Cleveland, Ohio 2021-10-20 17:35:53 –
Cleveland, Ohio (WJW) – The simple task of grabbing a coffee mug was once taken for granted by Joe Schwappach.
Three years ago, at the age of 47, the fleet truck manager tore the ligaments in his left arm and underwent surgery. During anesthesia, he suffered a stroke.
“I got up a little and had a cast on my left arm and couldn’t use my right arm, so I thought,” Well, what’s wrong? ” I could think, but I couldn’t say it at all, “Shwappak said.
After the stroke, Schwappach was unable to walk or speak and was rehabilitated for several months. Some mobility was restored, but what he couldn’t recover was hand function.
Native St. Louis will be the perfect candidate for a groundbreaking trial in Cleveland Clinic It is called “deep brain stimulation”.
“This device works like a pacemaker, but it’s a pacemaker in the brain. There’s a battery in the chest with a small computer that sends very small controlled electrical signals over wires.” Andre Machado, President of the Cleveland Clinic Neurology Institute, said.
Doctors use deep brain stimulation to target pathways in the brain that are not dead after a patient has had a stroke. It is the same part of the brain that controls coordination.
“The areas that survive the stroke reorganize themselves and take over from the areas affected by the stroke,” Machado said.

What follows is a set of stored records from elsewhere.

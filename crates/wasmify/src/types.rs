use serde::{Deserialize, Serialize};

/// A WebAssembly module known to the service.
#[derive(Debug, Clone, PartialEq, Default, Serialize, Deserialize)]
#[serde(rename_all = "camelCase")]
pub struct WasmModule {
    pub id: String,
    pub name: String,
    pub version: String,
    pub file_path: String,
    /// Free-form data attached by the service (size, hash, timestamps...).
    pub metadata: serde_json::Value,
}

/// Outcome of running a module function.
#[derive(Debug, Clone, PartialEq, Default, Serialize, Deserialize)]
#[serde(rename_all = "camelCase")]
pub struct ExecutionResult {
    pub success: bool,
    pub result: Option<String>,
    /// Wall-clock time in milliseconds.
    pub execution_time: f64,
    /// Bytes of memory used by the instance.
    pub memory_used: usize,
    #[serde(skip_serializing_if = "Option::is_none")]
    pub error: Option<String>,
}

“The doctors were seeing progress. I didn’t know, they were only a few minutes, you know. But then I went up, the score kept going up, and then It seemed to work, “said Schwappach.
After surgery and months of combined physiotherapy, stroke patients show more than double the improvement of most physiotherapy-only stroke patients.
Schwappach is now able to use his hands and wrists, which he couldn’t do before attending the trial. He will soon return to Cleveland, remove the seams on his head and continue treatment.
“I have hope, don’t give up,” he said.
Doctors hope that this treatment will be available to all stroke victims within 3-5 years.